The Federal Trade Commission has its ARRA homework well under way. Yesterday it announced its notice of proposed rulemaking (NPRM) on data breach notification.

The American Recovery and Reinvestment Act establishes the first federal requirements on health data breach reporting and notification. It assigns the Department of Health and Human Services to oversee organizations that qualify as covered entities and business associates under HIPAA. It assigns the FTC to oversee everyone else, including vendors of personal health records.

Both HHS and FTC are required to publish final interim regulations by August 16. The provisions become effective 30 days after publication.

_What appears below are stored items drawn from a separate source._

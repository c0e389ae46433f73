use std::path::Path;
use std::sync::atomic::{AtomicI64, Ordering};

use hps_core::open::ViewerHandle;
use hps_core::ports::{Operator, RenderMode, ViewerBridgePort};
use log::{debug, info, warn};

static NEXT_HANDLE: AtomicI64 = AtomicI64::new(1);

/// Diagnostic stand-in for the native viewer.
///
/// Logs every call and treats a load as successful when the file can be
/// opened, so the shell runs end to end without the native SDK linked
/// in. Real deployments provide their own `ViewerBridgePort`.
pub struct LoggingViewerBridge {
    handle: AtomicI64,
    exchange_import: bool,
}

impl LoggingViewerBridge {
    pub fn new() -> Self {
        Self {
            handle: AtomicI64::new(0),
            exchange_import: false,
        }
    }

    pub fn with_exchange_import(mut self, enabled: bool) -> Self {
        self.exchange_import = enabled;
        self
    }
}

impl Default for LoggingViewerBridge {
    fn default() -> Self {
        Self::new()
    }
}

impl ViewerBridgePort for LoggingViewerBridge {
    fn bind(&self) -> bool {
        if self.handle.load(Ordering::Relaxed) == 0 {
            self.handle
                .store(NEXT_HANDLE.fetch_add(1, Ordering::Relaxed), Ordering::Relaxed);
        }
        info!("viewer surface bound");
        true
    }

    fn load(&self, path: &Path) -> bool {
        match std::fs::File::open(path) {
            Ok(_) => {
                info!("viewer loaded {}", path.display());
                true
            }
            Err(err) => {
                warn!("viewer load of {} failed: {err}", path.display());
                false
            }
        }
    }

    fn handle(&self) -> ViewerHandle {
        ViewerHandle::from_raw(self.handle.load(Ordering::Relaxed))
    }

    fn attach(&self, handle: ViewerHandle) {
        self.handle.store(handle.as_raw(), Ordering::Relaxed);
        info!("viewer reattached to handle {}", handle.as_raw());
    }

    fn supports_exchange_import(&self) -> bool {
        self.exchange_import
    }

    fn set_font_directory(&self, path: &Path) {
        debug!("font directory set to {}", path.display());
    }

    fn set_materials_directory(&self, path: &Path) {
        debug!("materials directory set to {}", path.display());
    }

    fn set_operator(&self, operator: Operator) {
        debug!("operator set to {operator:?}");
    }

    fn set_render_mode(&self, mode: RenderMode) {
        debug!("render mode set to {mode:?}");
    }

    fn set_simple_shadow(&self, enabled: bool) {
        debug!("simple shadow {}", if enabled { "on" } else { "off" });
    }

    fn toggle_frame_rate(&self) {
        debug!("frame rate overlay toggled");
    }

    fn run_user_code(&self, slot: u8) {
        debug!("user code {slot} triggered");
    }

    fn text_input(&self, text: &str) {
        debug!("text input forwarded ({} chars)", text.len());
    }

    fn clear_touches(&self) {
        debug!("touch state cleared");
    }
}
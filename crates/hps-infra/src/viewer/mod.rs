pub mod logging;

pub use logging::LoggingViewerBridge;
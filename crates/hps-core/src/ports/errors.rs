use thiserror::Error;

#[derive(Debug, Error)]
pub enum SandboxDirsError {
    #[error("no storage root available on this platform")]
    StorageRootUnavailable,
}
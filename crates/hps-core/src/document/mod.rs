//! Catalog entries and file-name helpers.

use std::path::{Path, PathBuf};

use serde::Serialize;

/// The two fixed logical roots a catalog entry can come from.
#[derive(Debug, Clone, Copy, PartialEq, Eq, Serialize)]
#[serde(rename_all = "snake_case")]
pub enum DirectoryRoot {
    /// Bundled read-only content, materialized once into the sandbox.
    Samples,
    /// The writable user area holding imported and downloaded files.
    MyDocuments,
}

/// One openable file discovered by a catalog scan.
///
/// Entries are derived entirely from filesystem state and rebuilt on each
/// scan; they are never persisted.
#[derive(Debug, Clone, PartialEq, Eq, Serialize)]
pub struct DocumentEntry {
    pub path: PathBuf,
    pub display_name: String,
    pub size_bytes: u64,
    /// Size rendered for the listing row, e.g. `"1.5 KB"`.
    pub readable_size: String,
    /// Sibling `.png` the listing shows as a thumbnail when it exists.
    /// Whether it exists is the listing's concern, not the catalog's.
    pub preview_image_path: Option<PathBuf>,
    pub root: DirectoryRoot,
}

impl DocumentEntry {
    pub fn new(path: PathBuf, display_name: String, size_bytes: u64, root: DirectoryRoot) -> Self {
        let readable_size = readable_file_size(size_bytes.min(i64::MAX as u64) as i64);
        let preview_image_path = preview_image_path(&path);
        Self {
            path,
            display_name,
            size_bytes,
            readable_size,
            preview_image_path,
            root,
        }
    }
}

/// Extension of a file name, without the dot.
///
/// Extensionless names and dotfiles have no extension.
pub fn file_extension(file_name: &str) -> Option<&str> {
    let (stem, ext) = file_name.rsplit_once('.')?;
    if stem.is_empty() || ext.is_empty() {
        return None;
    }
    Some(ext)
}

/// Path of the preview image for a document: the same path with its
/// extension replaced by `.png`.
pub fn preview_image_path(path: &Path) -> Option<PathBuf> {
    let name = path.file_name()?.to_str()?;
    file_extension(name)?;
    Some(path.with_extension("png"))
}

const SIZE_UNITS: [&str; 5] = ["B", "KB", "MB", "GB", "TB"];

/// Renders a byte count with base-1024 units, at most one fractional
/// digit and thousands separators. Zero or negative sizes render as `"0"`.
pub fn readable_file_size(size: i64) -> String {
    if size <= 0 {
        return "0".to_string();
    }
    // Largest unit where the value is still >= 1.
    let mut group = 0;
    let mut scaled = size;
    while scaled >= 1024 && group < SIZE_UNITS.len() - 1 {
        scaled /= 1024;
        group += 1;
    }
    let value = size as f64 / 1024f64.powi(group as i32);
    format!("{} {}", format_grouped(value), SIZE_UNITS[group])
}

fn format_grouped(value: f64) -> String {
    let rounded = (value * 10.0).round() / 10.0;
    let int_part = rounded.trunc() as i64;
    let tenth = ((rounded - rounded.trunc()) * 10.0).round() as i64;
    let grouped = group_thousands(int_part);
    if tenth == 0 {
        grouped
    } else {
        format!("{grouped}.{tenth}")
    }
}

fn group_thousands(n: i64) -> String {
    let digits = n.to_string();
    let mut out = String::with_capacity(digits.len() + digits.len() / 3);
    for (i, c) in digits.chars().rev().enumerate() {
        if i > 0 && i % 3 == 0 {
            out.push(',');
        }
        out.push(c);
    }
    out.chars().rev().collect()
}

According to an FTC press release, the proposed rule:

  • Requires “vendors of personal health records and related entities” to notify consumers of a breach
  • Requires a service provider to a PHR vendor to notify the vendor of a breach, which in turn must notify its customers
  • Defines the triggers for a notice, as well as the timing, method, and content of the notice
  • Requires that entities notify the FTC of a breach, which will in turn post the information on its Web site and share with HHS

The NPRM will appear in the Federal Register shortly, according to FTC.

Public comments on the notice of proposed rulemaking are due by June 1. AHIMA’s commentary will available on this site in advance of that date.

Update April 20: HHS released its required guidance on rendering protected health information unreadable on April 17. The guidance relates to both HHS’s and the FTC’s breach notification regulations. HHS is accepting comments until May 21.